It was an optimistic gesture from David, buying the paper, and sure enough I couldn't read. I called Jessica over and gave her a Frozen-themed puzzle book I had picked up in a newsagent's opposite the clinic. She stood between my legs, and we began working our way through the puzzles.

Jessica was starting school in September. It was not an ideal time for her to move house. David and I have done our best to shield her from our stress, but it’s safe to say she hasn’t had the best start in life. Fuck, it hurts to say that. Now that we’ve abandoned the house to the bank, we have lost an investment in Jessica and Ben’s future. Our hope is that we will be able to offer them an emotionally stable childhood from now on.

David and Ben were sharing a pear. David was pointing through a porthole, and Ben’s face glowed in the rays of David’s undivided attention. It was strange to think that Ben might not even remember our house when he’s older. The new flat, which I’ve seen only once, may end up being his childhood home.

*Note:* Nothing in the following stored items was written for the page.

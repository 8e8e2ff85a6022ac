//! Image OCR: rasterise only the pages that hold images, crop each image
//! region out of its page, and recognise the text inside it.
//!
//! ## Why a page range?
//!
//! Rendering is the expensive step. Only the inclusive span from the first to
//! the last page with an image is rendered, so a 300-page report with one
//! chart on page 212 renders one page instead of 300. The bitmap for page `p`
//! is therefore at index `p - first`, not `p - 1`.

use crate::error::{PageError, Pdf2MdError};
use crate::geometry::Rect;
use crate::ocr::OcrEngine;
use crate::output::{ImageLocation, ImageText};
use crate::pipeline::postprocess::clean_ocr_text;
use crate::progress::ConversionProgressCallback;
use crate::source::{PageBitmap, PageRotation, Rasterizer, RenderedPage};
use image::DynamicImage;
use std::ops::RangeInclusive;
use std::path::Path;
use tracing::{debug, error, info, warn};

/// Result of the image stage.
#[derive(Debug, Clone, Default)]
pub struct ImageOutcome {
    /// Recognised texts in extraction order, empty results omitted.
    pub texts: Vec<ImageText>,
    /// Regions that were skipped, and the range failure if nothing rendered.
    pub errors: Vec<PageError>,
    /// Number of pages rendered successfully.
    pub rasterised_pages: usize,
}

/// Inclusive page span covering every location, or `None` when empty.
pub fn page_range(locations: &[ImageLocation]) -> Option<RangeInclusive<usize>> {
    let first = locations.iter().map(|l| l.page).min()?;
    let last = locations.iter().map(|l| l.page).max()?;
    Some(first..=last)
}

/// OCR every image location.
///
/// Never fails. A failure to render the range at all is recorded as
/// [`PageError::RasterisationFailed`] and yields no texts; a page that fails
/// to render, a failed crop or a failed OCR call skips only the regions on it.
pub fn process_images(
    pdf_path: &Path,
    locations: &[ImageLocation],
    rasterizer: &dyn Rasterizer,
    ocr: &dyn OcrEngine,
    progress: Option<&dyn ConversionProgressCallback>,
) -> ImageOutcome {
    let mut outcome = ImageOutcome::default();
    let Some(range) = page_range(locations) else {
        debug!("No image locations; skipping rasterisation");
        return outcome;
    };

    if let Some(cb) = progress {
        cb.on_ocr_start(locations.len());
    }

    let (first, last) = (*range.start(), *range.end());
    info!(
        "Rasterising pages {}-{} for {} image regions",
        first,
        last,
        locations.len()
    );
    let bitmaps = match rasterizer.rasterize(pdf_path, range) {
        Ok(b) => b,
        Err(e) => {
            error!("{}", e);
            let detail = match e {
                Pdf2MdError::RasterisationFailed { detail, .. } => detail,
                other => other.to_string(),
            };
            outcome.errors.push(PageError::RasterisationFailed {
                first,
                last,
                detail,
            });
            return outcome;
        }
    };
    outcome.rasterised_pages = bitmaps.iter().filter(|b| b.is_ok()).count();

    let total = locations.len();
    for (i, loc) in locations.iter().enumerate() {
        match recognise_location(loc, first, &bitmaps, ocr) {
            Ok(Some(text)) => outcome.texts.push(ImageText {
                page: loc.page,
                text,
            }),
            Ok(None) => warn!("Page {}: image #{} yielded no text", loc.page, i + 1),
            Err(e) => {
                warn!("{}; skipping image", e);
                outcome.errors.push(e);
            }
        }
        if let Some(cb) = progress {
            cb.on_image_complete(i + 1, total, loc.page);
        }
    }

    info!(
        "OCR recovered text from {}/{} image regions",
        outcome.texts.len(),
        total
    );
    outcome
}

fn recognise_location(
    loc: &ImageLocation,
    first_page: usize,
    bitmaps: &[RenderedPage],
    ocr: &dyn OcrEngine,
) -> Result<Option<String>, PageError> {
    let bitmap = match loc.page.checked_sub(first_page).and_then(|idx| bitmaps.get(idx)) {
        Some(Ok(bitmap)) => bitmap,
        Some(Err(e)) => return Err(e.clone()),
        None => return Err(PageError::MissingBitmap { page: loc.page }),
    };

    let crop = crop_region(bitmap, &loc.bbox).map_err(|detail| PageError::CropFailed {
        page: loc.page,
        detail,
    })?;
    debug!(
        "Page {}: cropped {}x{} px for OCR",
        loc.page,
        crop.width(),
        crop.height()
    );

    let raw = ocr.recognize(&crop).map_err(|e| PageError::OcrFailed {
        page: loc.page,
        detail: e.to_string(),
    })?;

    let text = clean_ocr_text(&raw);
    Ok((!text.is_empty()).then_some(text))
}

/// Cut `rect` (PDF user space, bottom-left origin) out of a rendered page.
///
/// The rectangle is clipped to the page box first, then moved into the
/// bitmap's frame: box origin removed, page rotation applied, y flipped. A
/// rectangle entirely outside the page, or one that collapses to zero pixels,
/// is an error.
pub fn crop_region(bitmap: &PageBitmap, rect: &Rect) -> Result<DynamicImage, String> {
    let page_box = bitmap.page_box;
    let (box_w, box_h) = (page_box.width(), page_box.height());
    if !(box_w.is_finite() && box_h.is_finite() && box_w > 0.0 && box_h > 0.0) {
        return Err(format!("invalid page size {box_w}x{box_h}"));
    }
    let (img_w, img_h) = (bitmap.image.width(), bitmap.image.height());
    if img_w == 0 || img_h == 0 {
        return Err("rendered page has zero dimensions".to_string());
    }

    let clipped = page_box
        .intersection(rect)
        .filter(|r| r.width() > 0.0 && r.height() > 0.0)
        .ok_or_else(|| format!("rectangle {rect:?} lies outside the page box {page_box:?}"))?;

    let x0 = clipped.x0() - page_box.x0();
    let x1 = clipped.x1() - page_box.x0();
    let y0 = clipped.y0() - page_box.y0();
    let y1 = clipped.y1() - page_box.y0();

    // Display frame in points: top-left origin, after clockwise rotation.
    let (left, top, right, bottom) = match bitmap.rotation {
        PageRotation::None => (x0, box_h - y1, x1, box_h - y0),
        PageRotation::Clockwise90 => (y0, x0, y1, x1),
        PageRotation::Clockwise180 => (box_w - x1, y0, box_w - x0, y1),
        PageRotation::Clockwise270 => (box_h - y1, box_w - x1, box_h - y0, box_w - x0),
    };

    let (display_w, display_h) = bitmap.display_size();
    let scale_x = img_w as f32 / display_w;
    let scale_y = img_h as f32 / display_h;

    let left = (left * scale_x).floor().clamp(0.0, img_w as f32) as u32;
    let right = (right * scale_x).ceil().clamp(0.0, img_w as f32) as u32;
    let top = (top * scale_y).floor().clamp(0.0, img_h as f32) as u32;
    let bottom = (bottom * scale_y).ceil().clamp(0.0, img_h as f32) as u32;

    if right <= left || bottom <= top {
        return Err(format!("rectangle {rect:?} produced an empty pixel region"));
    }

    Ok(bitmap.image.crop_imm(left, top, right - left, bottom - top))
}

#[cfg(test)]
mod tests {
    use super::*;
    use crate::testing::{inside, BlankOcr, ColourRasterizer, PixelOcr};
    use image::{Rgba, RgbaImage};

    fn loc(page: usize, rect: Rect) -> ImageLocation {
        ImageLocation { page, bbox: rect }
    }

    #[test]
    fn empty_locations_skip_rasterisation() {
        let r = ColourRasterizer::new();
        let out = process_images(Path::new("x.pdf"), &[], &r, &PixelOcr, None);
        assert!(out.texts.is_empty());
        assert!(r.calls.borrow().is_empty());
    }

    #[test]
    fn only_spanned_pages_are_rasterised() {
        let r = ColourRasterizer::new();
        let locs = [loc(5, inside()), loc(7, inside())];
        let out = process_images(Path::new("x.pdf"), &locs, &r, &PixelOcr, None);
        assert_eq!(*r.calls.borrow(), vec![5..=7]);
        assert_eq!(out.rasterised_pages, 3);
    }

    #[test]
    fn bitmap_index_is_offset_from_range_start() {
        let r = ColourRasterizer::new();
        let locs = [loc(5, inside()), loc(7, inside())];
        let out = process_images(Path::new("x.pdf"), &locs, &r, &PixelOcr, None);
        assert_eq!(
            out.texts,
            vec![
                ImageText { page: 5, text: "red=5".into() },
                ImageText { page: 7, text: "red=7".into() },
            ]
        );
    }

    #[test]
    fn out_of_bounds_crop_skips_only_that_region() {
        let r = ColourRasterizer::new();
        let locs = [
            loc(2, Rect::new(500.0, 500.0, 600.0, 600.0)),
            loc(2, inside()),
        ];
        let out = process_images(Path::new("x.pdf"), &locs, &r, &PixelOcr, None);
        assert_eq!(out.texts.len(), 1);
        assert!(matches!(out.errors[0], PageError::CropFailed { page: 2, .. }));
    }

    #[test]
    fn whitespace_ocr_results_are_dropped() {
        let r = ColourRasterizer::new();
        let out = process_images(Path::new("x.pdf"), &[loc(1, inside())], &r, &BlankOcr, None);
        assert!(out.texts.is_empty());
        assert!(out.errors.is_empty());
    }

    #[test]
    fn rasterisation_failure_degrades() {
        let r = ColourRasterizer::failing();
        let locs = [loc(3, inside()), loc(4, inside())];
        let out = process_images(Path::new("x.pdf"), &locs, &r, &PixelOcr, None);
        assert!(out.texts.is_empty());
        assert_eq!(out.rasterised_pages, 0);
        assert_eq!(
            out.errors,
            vec![PageError::RasterisationFailed {
                first: 3,
                last: 4,
                detail: "no renderer".into(),
            }]
        );
    }

    #[test]
    fn unrenderable_page_skips_only_its_images() {
        let r = ColourRasterizer::with_broken_page(6);
        let locs = [loc(5, inside()), loc(6, inside()), loc(7, inside())];
        let out = process_images(Path::new("x.pdf"), &locs, &r, &PixelOcr, None);

        assert_eq!(*r.calls.borrow(), vec![5..=7]);
        assert_eq!(out.rasterised_pages, 2);
        let pages: Vec<usize> = out.texts.iter().map(|t| t.page).collect();
        assert_eq!(pages, vec![5, 7]);
        assert!(matches!(
            out.errors.as_slice(),
            [PageError::RenderFailed { page: 6, .. }]
        ));
    }

    #[test]
    fn page_range_uses_min_and_max() {
        assert_eq!(page_range(&[]), None);
        let locs = [loc(9, inside()), loc(4, inside()), loc(6, inside())];
        assert_eq!(page_range(&locs), Some(4..=9));
    }

    #[test]
    fn crop_maps_points_to_pixels() {
        // 100x50 pt page rendered at 2 px/pt.
        let mut img = RgbaImage::from_pixel(200, 100, Rgba([0, 0, 0, 255]));
        img.put_pixel(20, 40, Rgba([255, 255, 255, 255]));
        let bitmap = PageBitmap::new(DynamicImage::ImageRgba8(img), 100.0, 50.0);
        // y1 = 30pt from the bottom → 20pt from the top → pixel row 40.
        let crop = crop_region(&bitmap, &Rect::new(10.0, 10.0, 40.0, 30.0)).unwrap();
        assert_eq!((crop.width(), crop.height()), (60, 40));
        assert_eq!(crop.to_rgba8().get_pixel(0, 0).0, [255, 255, 255, 255]);
    }

    #[test]
    fn crop_clips_partially_outside_rect() {
        let bitmap = PageBitmap::new(DynamicImage::ImageRgba8(RgbaImage::new(100, 50)), 100.0, 50.0);
        let crop = crop_region(&bitmap, &Rect::new(-10.0, -10.0, 20.0, 20.0)).unwrap();
        assert_eq!((crop.width(), crop.height()), (20, 20));
    }

    #[test]
    fn crop_rejects_degenerate_rect() {
        let bitmap = PageBitmap::new(DynamicImage::ImageRgba8(RgbaImage::new(100, 50)), 100.0, 50.0);
        assert!(crop_region(&bitmap, &Rect::new(100.0, 0.0, 120.0, 10.0)).is_err());
    }

    /// Black bitmap with one white pixel at (x, y).
    fn marked(width: u32, height: u32, x: u32, y: u32) -> DynamicImage {
        let mut img = RgbaImage::from_pixel(width, height, Rgba([0, 0, 0, 255]));
        img.put_pixel(x, y, Rgba([255, 255, 255, 255]));
        DynamicImage::ImageRgba8(img)
    }

    #[test]
    fn crop_honours_page_box_origin() {
        // Box (50,100)-(150,150); region (60,110)-(90,130) is (10,10)-(40,30) inside it.
        let bitmap = PageBitmap::new(marked(200, 100, 20, 40), 100.0, 50.0)
            .with_page_box(Rect::new(50.0, 100.0, 150.0, 150.0));

        let crop = crop_region(&bitmap, &Rect::new(60.0, 110.0, 90.0, 130.0)).unwrap();
        assert_eq!((crop.width(), crop.height()), (60, 40));
        assert_eq!(crop.to_rgba8().get_pixel(0, 0).0, [255, 255, 255, 255]);

        assert!(crop_region(&bitmap, &inside()).is_err());
    }

    #[test]
    fn crop_on_page_rotated_90() {
        // 100x50 pt box displayed as 50x100 pt, rendered 100x200 px.
        // User (10,10)-(40,30) lands at display x 10..30, y 10..40.
        let bitmap = PageBitmap::new(marked(100, 200, 20, 20), 100.0, 50.0)
            .with_rotation(PageRotation::Clockwise90);

        let crop = crop_region(&bitmap, &inside()).unwrap();
        assert_eq!((crop.width(), crop.height()), (40, 60));
        assert_eq!(crop.to_rgba8().get_pixel(0, 0).0, [255, 255, 255, 255]);
    }

    #[test]
    fn crop_on_page_rotated_270() {
        // Same box; display x 20..40, y 60..90.
        let bitmap = PageBitmap::new(marked(100, 200, 40, 120), 100.0, 50.0)
            .with_rotation(PageRotation::Clockwise270);

        let crop = crop_region(&bitmap, &inside()).unwrap();
        assert_eq!((crop.width(), crop.height()), (40, 60));
        assert_eq!(crop.to_rgba8().get_pixel(0, 0).0, [255, 255, 255, 255]);
    }

    #[test]
    fn crop_on_page_rotated_180() {
        // Display x 60..90, y 10..30.
        let bitmap = PageBitmap::new(marked(200, 100, 120, 20), 100.0, 50.0)
            .with_rotation(PageRotation::Clockwise180);

        let crop = crop_region(&bitmap, &inside()).unwrap();
        assert_eq!((crop.width(), crop.height()), (60, 40));
        assert_eq!(crop.to_rgba8().get_pixel(0, 0).0, [255, 255, 255, 255]);
    }
}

Ben squirmed out of David’s arms and toddled over to me shouting “Ireland! Ireland!” We started packing together our stuff. David said I shouldn’t go back to work on Monday if I wasn’t feeling up to it. “Concentrate!” I said.

***

In the port terminal, I saw the girl from the bus. As her eyes searched the building, her face sank into a deeper gloom. I told David about her and what I suspected her story was.

“We’ll offer her a lift,” he suggested.

“We don’t have a car,” I said.

“I mean in the taxi.”

“I thought we were getting a bus.”

“No,” said David firmly. “You’ve had an operation. That’s why I sold the car.”

“You sold the car so we wouldn’t have to get the bus?”

“Smartarse,” said David and pulled his face into a kind of smile.

“Okay, we’ll get a taxi,” I said. “But we’ll need a seven-seater if the girl comes. Have you enough cash to cover it?”

“I’ve got about eighteen – that should do it.”

“We don’t know where she lives! It could be the other end of town.”

“Go away!” said Jessica to Ben, who was hugging her leg for some reason.

“Let go, Ben,” I said.

“I’d like to do it,” insisted David. “I could go to a bank machine . . . although . . .”

“What?”

“Can you remember which account we left the rest of the car money in?”

I shook my head.

“Let go!” Jessica screamed at Ben.

“Let go now, damn it!” I shouted with a ferocity that surprised me. Ben cried and threw himself on the ground. People turned their heads. The girl walked out of the terminal. “Let’s just get through the day,” said David.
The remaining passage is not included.